Building the dataset

The best source of MLB attendance data is Stathead, a subscription service offered by Sports Reference. For just over $17, I pay for access to the all sports version of Stathead, which means I can query Sports Reference databases on baseball, football, soccer, and more.

Using Stathead, it’s easy to put together a dataset showing attendance data for every MLB game, although there are free ways to do this by exploring team pages from Baseball Reference as well!

The dataset looks like this.

I also needed some complementary data on each team including stadium information and team division. Because there are only 30 teams, I just made this myself.

Finally, I added a tab to allow a cartesian join to copy my data and use multiple layers at once. This is just one column, called Layer, with the numbers 1, 2, 3, 4, and 5 as the values. I’ll show how this was used later!
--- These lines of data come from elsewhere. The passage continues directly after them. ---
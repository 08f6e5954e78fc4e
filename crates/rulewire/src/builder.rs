//! Declaration builder.
//!
//! Constructors for the handful of shapes pipeline code needs. Every
//! constructor is total: names arrive as validated [`Identifier`]s, and the
//! builder attaches the whitespace each token needs, so the result renders
//! as correctly formatted source without a separate formatting pass.
//!
//! # Example
//!
//! ```rust
//! use rulewire::prelude::*;
//!
//! let b = DeclBuilder::new(2);
//! let node = Identifier::new("node").unwrap();
//! let body = vec![b.return_statement(Expr::ident(&node))];
//! let func = b.function(&Identifier::new("visit").unwrap(), &node,
//!     &Identifier::new("Syntax").unwrap(), &Identifier::new("Syntax").unwrap(), body);
//! assert_eq!(func.body.statements.len(), 1);
//! ```

use crate::syntax::*;

/// What the result of a rule invocation is assigned to.
#[derive(Debug, Clone, PartialEq, Eq)]
pub enum AssignTarget {
    /// `_ = ...`: the result is intentionally unused
    Discard,
    /// `name = ...`: the result replaces a local binding
    Binding(Identifier),
}

/// Builder for source files.
#[derive(Debug, Default)]
pub struct SourceFileBuilder {
    declarations: Vec<Decl>,
}

impl SourceFileBuilder {
    /// Create a new empty file builder.
    #[must_use]
    pub fn new() -> Self {
        Self::default()
    }

    /// Add a declaration.
    #[must_use]
    pub fn decl(mut self, decl: Decl) -> Self {
        self.declarations.push(decl);
        self
    }

    /// Add an import.
    #[must_use]
    pub fn import(self, import: ImportDecl) -> Self {
        self.decl(Decl::Import(import))
    }

    /// Add several imports in order.
    #[must_use]
    pub fn imports(mut self, imports: impl IntoIterator<Item = ImportDecl>) -> Self {
        self.declarations
            .extend(imports.into_iter().map(Decl::Import));
        self
    }

    /// Add an extension block.
    #[must_use]
    pub fn extension(self, extension: ExtensionDecl) -> Self {
        self.decl(Decl::Extension(extension))
    }

    /// Build the file. The end-of-file token terminates the last line.
    #[must_use]
    pub fn build(self) -> SourceFile {
        SourceFile {
            declarations: self.declarations,
            end_of_file: Token::end_of_file().with_leading(Trivia::newlines(1)),
        }
    }
}

/// Widest indent level accepted, in spaces.
pub const MAX_INDENT_WIDTH: usize = 16;

/// Builds declarations with consistent indentation.
///
/// Functions are laid out as extension members: one indent level for the
/// signature and two for body statements.
#[derive(Debug, Clone, Copy, PartialEq, Eq)]
pub struct DeclBuilder {
    indent_width: usize,
}

impl Default for DeclBuilder {
    fn default() -> Self {
        Self::new(2)
    }
}

impl DeclBuilder {
    /// Create a builder indenting by `indent_width` spaces per level,
    /// capped at [`MAX_INDENT_WIDTH`].
    #[must_use]
    pub const fn new(indent_width: usize) -> Self {
        let indent_width = if indent_width > MAX_INDENT_WIDTH {
            MAX_INDENT_WIDTH
        } else {
            indent_width
        };
        Self { indent_width }
    }

    const fn indent(&self, level: usize) -> usize {
        self.indent_width * level
    }

    /// `import module` on its own line.
    #[must_use]
    pub fn import(&self, module: &Identifier) -> ImportDecl {
        ImportDecl {
            import_keyword: Token::keyword(Keyword::Import)
                .with_leading(Trivia::newlines(1))
                .with_trailing(Trivia::spaces(1)),
            path: Token::ident(module),
        }
    }

    /// `import module` preceded by the file header.
    #[must_use]
    pub fn import_with_header(&self, module: &Identifier, header: Trivia) -> ImportDecl {
        self.import(module).with_leading_trivia(header)
    }

    /// `func name(_ param: ParamType) -> ReturnType { body }`
    #[must_use]
    pub fn function(
        &self,
        name: &Identifier,
        param_name: &Identifier,
        param_type: &Identifier,
        return_type: &Identifier,
        body: Vec<Stmt>,
    ) -> FunctionDecl {
        let statements = body
            .into_iter()
            .map(|stmt| stmt.with_leading_trivia(Trivia::line(1, self.indent(2))))
            .collect();

        FunctionDecl {
            func_keyword: Token::keyword(Keyword::Func)
                .with_leading(Trivia::line(2, self.indent(1)))
                .with_trailing(Trivia::spaces(1)),
            name: Token::ident(name),
            left_paren: Token::punct(Punct::LeftParen),
            parameter: Parameter {
                first_name: Token::wildcard().with_trailing(Trivia::spaces(1)),
                second_name: Token::ident(param_name),
                colon: Token::punct(Punct::Colon).with_trailing(Trivia::spaces(1)),
                ty: Token::ident(param_type),
            },
            right_paren: Token::punct(Punct::RightParen).with_trailing(Trivia::spaces(1)),
            arrow: Token::punct(Punct::Arrow).with_trailing(Trivia::spaces(1)),
            return_type: Token::ident(return_type).with_trailing(Trivia::spaces(1)),
            body: CodeBlock {
                left_brace: Token::punct(Punct::LeftBrace),
                statements,
                right_brace: Token::punct(Punct::RightBrace)
                    .with_leading(Trivia::line(1, self.indent(1))),
            },
        }
    }

    /// `extension TypeName { members }`, separated from what precedes it by
    /// a blank line.
    #[must_use]
    pub fn extension(&self, type_name: &Identifier, members: Vec<FunctionDecl>) -> ExtensionDecl {
        ExtensionDecl {
            extension_keyword: Token::keyword(Keyword::Extension)
                .with_leading(Trivia::newlines(2))
                .with_trailing(Trivia::spaces(1)),
            extended_type: Token::ident(type_name).with_trailing(Trivia::spaces(1)),
            members: MemberBlock {
                left_brace: Token::punct(Punct::LeftBrace),
                members,
                right_brace: Token::punct(Punct::RightBrace).with_leading(Trivia::newlines(1)),
            },
        }
    }

    /// `var name = initializer`
    #[must_use]
    pub fn variable_binding(&self, name: &Identifier, initializer: &Identifier) -> Stmt {
        Stmt::var_decl(name, Expr::ident(initializer))
    }

    /// `target = rule(context: context).method(node)`
    #[must_use]
    pub fn rule_invocation(
        &self,
        target: &AssignTarget,
        rule: &Identifier,
        context_arg: &Identifier,
        method: &Identifier,
        node_arg: &Identifier,
    ) -> Stmt {
        let target = match target {
            AssignTarget::Discard => Expr::discard(),
            AssignTarget::Binding(name) => Expr::ident(name),
        };
        let rule_instance =
            Expr::ident(rule).call(vec![Argument::labeled(context_arg, Expr::ident(context_arg))]);
        let value = rule_instance
            .dot(method)
            .call(vec![Argument::unlabeled(Expr::ident(node_arg))]);
        Stmt::assign(target, value)
    }

    /// `return value`
    #[must_use]
    pub fn return_statement(&self, value: Expr) -> Stmt {
        Stmt::ret(value)
    }
}

/// Expression builder helpers.
impl Expr {
    /// Identifier reference.
    #[must_use]
    pub fn ident(name: &Identifier) -> Self {
        Self::Identifier(Token::ident(name))
    }

    /// The discard marker `_`.
    #[must_use]
    pub const fn discard() -> Self {
        Self::Discard(Token::wildcard())
    }

    /// `.name` with the base left implicit.
    #[must_use]
    pub fn implicit_member(name: &Identifier) -> Self {
        Self::MemberAccess {
            base: None,
            period: Token::punct(Punct::Period),
            name: Token::ident(name),
        }
    }

    /// Member access: `self.name`
    #[must_use]
    pub fn dot(self, name: &Identifier) -> Self {
        Self::MemberAccess {
            base: Some(Box::new(self)),
            period: Token::punct(Punct::Period),
            name: Token::ident(name),
        }
    }

    /// Function call. Separators between arguments are filled in.
    #[must_use]
    pub fn call(self, arguments: Vec<Argument>) -> Self {
        let last = arguments.len().saturating_sub(1);
        let arguments = arguments
            .into_iter()
            .enumerate()
            .map(|(i, mut arg)| {
                arg.trailing_comma = (i < last)
                    .then(|| Token::punct(Punct::Comma).with_trailing(Trivia::spaces(1)));
                arg
            })
            .collect();
        Self::Call {
            callee: Box::new(self),
            left_paren: Token::punct(Punct::LeftParen),
            arguments,
            right_paren: Token::punct(Punct::RightParen),
        }
    }
}

impl Argument {
    /// `label: value`
    #[must_use]
    pub fn labeled(label: &Identifier, value: Expr) -> Self {
        Self {
            label: Some((
                Token::ident(label),
                Token::punct(Punct::Colon).with_trailing(Trivia::spaces(1)),
            )),
            value,
            trailing_comma: None,
        }
    }

    /// `value`
    #[must_use]
    pub const fn unlabeled(value: Expr) -> Self {
        Self {
            label: None,
            value,
            trailing_comma: None,
        }
    }
}

/// Statement builder helpers. Statements carry no leading trivia until they
/// are placed in a body.
impl Stmt {
    /// `target = value`
    #[must_use]
    pub fn assign(target: Expr, value: Expr) -> Self {
        let mut target = target;
        target.last_token_mut().trailing = Trivia::spaces(1);
        Self::Assignment {
            target,
            equal: Token::punct(Punct::Equal).with_trailing(Trivia::spaces(1)),
            value,
        }
    }

    /// `var name = initializer`
    #[must_use]
    pub fn var_decl(name: &Identifier, initializer: Expr) -> Self {
        Self::VariableDecl {
            var_keyword: Token::keyword(Keyword::Var).with_trailing(Trivia::spaces(1)),
            name: Token::ident(name).with_trailing(Trivia::spaces(1)),
            equal: Token::punct(Punct::Equal).with_trailing(Trivia::spaces(1)),
            initializer,
        }
    }

    /// `return value`
    #[must_use]
    pub fn ret(value: Expr) -> Self {
        Self::Return {
            return_keyword: Token::keyword(Keyword::Return).with_trailing(Trivia::spaces(1)),
            value,
        }
    }
}

impl Expr {
    fn last_token_mut(&mut self) -> &mut Token {
        match self {
            Self::Identifier(token) | Self::Discard(token) => token,
            Self::MemberAccess { name, .. } => name,
            Self::Call { right_paren, .. } => right_paren,
        }
    }
}
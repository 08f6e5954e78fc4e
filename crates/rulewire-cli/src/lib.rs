//! Rulewire CLI library
//!
//! Command-line front end for the `rulewire` pipeline generator.
//!
//! ```bash
//! rulewire generate --registry rules.yaml --output Pipelines+Generated.swift --manifest
//! rulewire verify Pipelines+Generated.swift --registry rules.yaml
//! rulewire config --config rulewire.yaml
//! ```

#![warn(missing_docs)]

mod commands;
mod config;
mod error;
pub mod handlers;
pub mod logging;
mod output;

pub use commands::{Cli, ColorArg, Commands, ConfigArgs, GenerateArgs, VerifyArgs};
pub use config::{CliConfig, ColorChoice, Verbosity};
pub use error::{CliError, CliResult};
pub use output::Reporter;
From there, I’m ready to build my data model in Tableau Desktop. I start with the “Games” tab, and then I join “TeamMeta” on the team abbreviation, and “LayerMeta” as a cartesian join, where I join 1 = 1. This effectively creates a copy of my data for each of the five layers I included in the “LayerMeta” tab.

 
 

Making the graphs

The starting point of basically every radial chart I’ve ever made is Ludovic Tavernier’s breakdown of his 2018 Iron Viz final build. It’s brilliant and inspired me to look at Tableau differently, and the calculations used in this blog borrow key components from his.

Everything we’re graphing around a circle starts with three key fields: angle, cos, and sin, which I tend to call @angle, @cos, and @sin as Ludovic did just to keep them grouped together in the working file.

@angle is the most complicated of the three. This is where you’ll determine the span of your curves and where each point sits along them. Because a circle is 360 degrees, we’re basically trying to find places for each point between 0 and 360.

In my case, I’m looking at days within a single year (2024). If I simply wanted a circle that spanned the whole year and to plot the days within it, I could do something like ((DATEPART('dayofyear',[Date])) / 366) * 360 to generate the angle for each day. But, I’d like to be a bit more precise because I don’t want my arcs to span a full 365 degrees, and I want the arcs to start in March (when the MLB regular season started) instead of on January 1st. So, my final angle calculation was this:

(((DATEPART('dayofyear',[Date])-80)//"80" is because in 2024, the MLB season started on the 80th day of the year

/

{ FIXED :max(DATEPART('dayofyear',[Date])-80)}) * 300) //"300" means that I want our radials to span 300 degrees

+30 //"30" means that I want the radial span to start at 30 degrees instead of 0

From there, you can do these simple calculations for @cos and @sin:

@cos: cos(RADIANS([@angle]))

@sin: sin(RADIANS([@angle]))

Plot @cos and @sin and you’ll see that you have your circle!

 
 

Now, this is when it starts to get interesting. We’ve made a circular graph with a point for each day and a consistent radius. But that’s not our goal! Instead, we need new coordinates for each day to reflect a variety of different things, starting with attendance.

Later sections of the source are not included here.